В целом, отношение офицеров к женщинам в армии в Первую мировую войну представляется весьма противоречивым: с одной стороны - недоверие, скептицизм, настороженность; с другой - снисходительная опека, покровительство "слабому полу"; с третьей - желание подтянуться, проявить себя с лучшей стороны, оказавшись в обществе "дам".
А вот солдаты к представительницам слабого пола были настроены враждебно. Почему?
Елена Сенявская: Большевик Алексей Пирейко служил рядовым (вернее, всеми способами отлынивал от службы, а потом красочно описывал в мемуарах свои подвиги в качестве дезертира). В частности, он рассказывает, как в поезде, где он ехал, пассажиры, состоявшие главным образом из военных, вовсю ругали большевиков. И тогда этот находчивый товарищ провел блестящую провокацию: сообщил солдатам, размещенным в вагонах третьего класса, что во втором классе едут женщины из "батальона смерти" (на передовую, в действующую армию!). Возмущенные этим обстоятельством солдаты ("Как это так? Нас возили кровь проливать в теплушках, а этих б..., которые будут так же воевать, как и сестры воевали с офицерами, возят еще во втором классе!"), отправились "разбираться" с доброволицами.
Как было налажено снабжение армии?
Елена Сенявская: Уже упомянутый мной прапорщик Бакулин, по состоянию здоровья отправленный с передовых позиций командовать обозом, записывал в своем дневнике все те проблемы, с которыми столкнулась армия в плане вещевого довольствия, и отметил, в частности, "коммерческие инициативы" солдат, приторговывавших выданным казенным обмундированием:
Например, 13 апреля 1915 года он пишет: "Приходится принимать из полков старые сапоги, говорят, что их где-то чинят, а по-моему, просто выбрасывают...Нижние чины сумели из этой операции по приемке сапог извлечь себе пользу: возьмет себе развалившиеся сапоги, а свои, хорошие, продаст; потом заявляет, что ему нужны сапоги, ибо его износились."
Продавали все подряд: и сапоги, и палатки, и шинели. Бакулин сообщает, что в тылу почти все крестьяне носят сапоги казенного образца: "Юбки у крестьянок сшиты из солдатских палаток. Спросишь: "Где взяла?", ответ: "Был герман, оставил палатку, из которой сшила юбку". Или казак подарил германскую палатку.
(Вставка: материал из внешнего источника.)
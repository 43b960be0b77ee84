//! # Profile Document Module
//!
//! The persisted shape of the profile collection:
//!
//! ```json
//! { "current": "Default",
//!   "profiles": [ { "name": "Default", "degrees": 540, "power": 50, ... } ] }
//! ```
//!
//! Profiles are stored flat, one key per catalog parameter next to `name`.
//! Reading is lenient towards documents written by earlier front ends: the
//! misspelled `filtefreq` key is accepted for `filterfreq`, numeric strings
//! are accepted as numbers, and unknown keys are skipped. Writing always uses
//! the canonical keys and plain numbers.

use serde::de::{self, IgnoredAny, MapAccess, Visitor};
use serde::ser::SerializeMap;
use serde::{Deserialize, Deserializer, Serialize, Serializer};
use std::fmt;

use crate::parameter::{Parameter, ParameterValues, PARAMETER_COUNT};

/// Name of the built-in profile that always exists and is always first.
pub const DEFAULT_PROFILE_NAME: &str = "Default";

/// Keys written by older documents, mapped to their canonical parameter.
const LEGACY_KEYS: [(&str, Parameter); 1] = [("filtefreq", Parameter::FilterFreq)];

/// A named, complete set of parameter values.
#[derive(Debug, Clone, PartialEq)]
pub struct Profile {
    pub name: String,
    pub values: ParameterValues,
}

impl Profile {
    pub fn new(name: impl Into<String>, values: ParameterValues) -> Self {
        Self {
            name: name.into(),
            values,
        }
    }

    /// The built-in "Default" profile with baseline values.
    pub fn baseline() -> Self {
        Self::new(DEFAULT_PROFILE_NAME, ParameterValues::default())
    }
}

fn document_key(key: &str) -> Option<Parameter> {
    Parameter::from_key(key).or_else(|| {
        LEGACY_KEYS
            .iter()
            .find(|(legacy, _)| *legacy == key)
            .map(|(_, parameter)| *parameter)
    })
}

impl Serialize for Profile {
    fn serialize<S: Serializer>(&self, serializer: S) -> Result<S::Ok, S::Error> {
        let mut map = serializer.serialize_map(Some(PARAMETER_COUNT + 1))?;
        map.serialize_entry("name", &self.name)?;
        for (parameter, value) in self.values.iter() {
            // Whole values are written without a fraction, as the UI produces them.
            if value.fract() == 0.0 && value.abs() < i64::MAX as f64 {
                map.serialize_entry(parameter.key(), &(value as i64))?;
            } else {
                map.serialize_entry(parameter.key(), &value)?;
            }
        }
        map.end()
    }
}

#[derive(Deserialize)]
#[serde(untagged)]
enum LooseNumber {
    Number(f64),
    Text(String),
}

struct ProfileVisitor;

impl<'de> Visitor<'de> for ProfileVisitor {
    type Value = Profile;

    fn expecting(&self, f: &mut fmt::Formatter) -> fmt::Result {
        f.write_str("a profile object with a name and every catalog parameter")
    }

    fn visit_map<A: MapAccess<'de>>(self, mut map: A) -> Result<Profile, A::Error> {
        let mut name: Option<String> = None;
        let mut values = ParameterValues::default();
        let mut seen = [false; PARAMETER_COUNT];

        while let Some(key) = map.next_key::<String>()? {
            if key == "name" {
                name = Some(map.next_value()?);
                continue;
            }
            let Some(parameter) = document_key(&key) else {
                map.next_value::<IgnoredAny>()?;
                continue;
            };
            let value = match map.next_value::<LooseNumber>()? {
                LooseNumber::Number(n) => n,
                LooseNumber::Text(text) => text.trim().parse::<f64>().map_err(|_| {
                    <A::Error as de::Error>::custom(format!("{} is not a number: {:?}", key, text))
                })?,
            };
            if !value.is_finite() {
                return Err(<A::Error as de::Error>::custom(format!(
                    "{} is not a finite number",
                    key
                )));
            }
            values.set(parameter, value);
            seen[parameter.index()] = true;
        }

        let name = name.ok_or_else(|| <A::Error as de::Error>::missing_field("name"))?;
        if let Some(missing) = Parameter::ALL.iter().find(|p| !seen[p.index()]) {
            return Err(de::Error::custom(format!(
                "profile \"{}\" is missing {}",
                name, missing
            )));
        }
        Ok(Profile { name, values })
    }
}

impl<'de> Deserialize<'de> for Profile {
    fn deserialize<D: Deserializer<'de>>(deserializer: D) -> Result<Self, D::Error> {
        deserializer.deserialize_map(ProfileVisitor)
    }
}

/// The whole persisted profile collection.
#[derive(Debug, Clone, PartialEq, Serialize, Deserialize)]
pub struct ProfileDocument {
    pub current: String,
    pub profiles: Vec<Profile>,
}

impl Default for ProfileDocument {
    /// Only the "Default" profile, selected.
    fn default() -> Self {
        Self {
            current: DEFAULT_PROFILE_NAME.to_string(),
            profiles: vec![Profile::baseline()],
        }
    }
}

impl ProfileDocument {
    /// Checks the document invariants, returning the first violation.
    ///
    /// - the first profile is named "Default"
    /// - names are unique (exact, case-sensitive)
    /// - `current` names an existing profile
    pub fn validate(&self) -> Result<(), String> {
        match self.profiles.first() {
            Some(first) if first.name == DEFAULT_PROFILE_NAME => {}
            Some(first) => {
                return Err(format!(
                    "first profile is \"{}\", expected \"{}\"",
                    first.name, DEFAULT_PROFILE_NAME
                ))
            }
            None => return Err("document has no profiles".to_string()),
        }
        for (i, profile) in self.profiles.iter().enumerate() {
            if self.profiles[..i].iter().any(|p| p.name == profile.name) {
                return Err(format!("duplicate profile name \"{}\"", profile.name));
            }
        }
        if self.find(&self.current).is_none() {
            return Err(format!("current profile \"{}\" does not exist", self.current));
        }
        Ok(())
    }

    pub fn find(&self, name: &str) -> Option<&Profile> {
        self.profiles.iter().find(|p| p.name == name)
    }

    pub fn find_mut(&mut self, name: &str) -> Option<&mut Profile> {
        self.profiles.iter_mut().find(|p| p.name == name)
    }

    pub fn contains(&self, name: &str) -> bool {
        self.find(name).is_some()
    }

    pub fn names(&self) -> Vec<String> {
        self.profiles.iter().map(|p| p.name.clone()).collect()
    }
}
К слову, у австрийцев тоже были проблемы с обувью. Очевидцы рассказывают, что после их отступления осталось много старых ношеных лаптей, которые были похожи "на туфли для купания, плетенные из травы"...
Из досье "РГ"
Только за период с начала войны до первого июня 1917 года число мобилизованных в русскую армию достигло 15,8 миллиона человек, а общие боевые потери личного состава к 31 декабря 1917 года - свыше 7 миллионов, из них безвозвратные (убитыми, умершими от ран, отравленных газами и пропавшими без вести) - около одного миллиона, не считая свыше 3,4 миллиона пленных.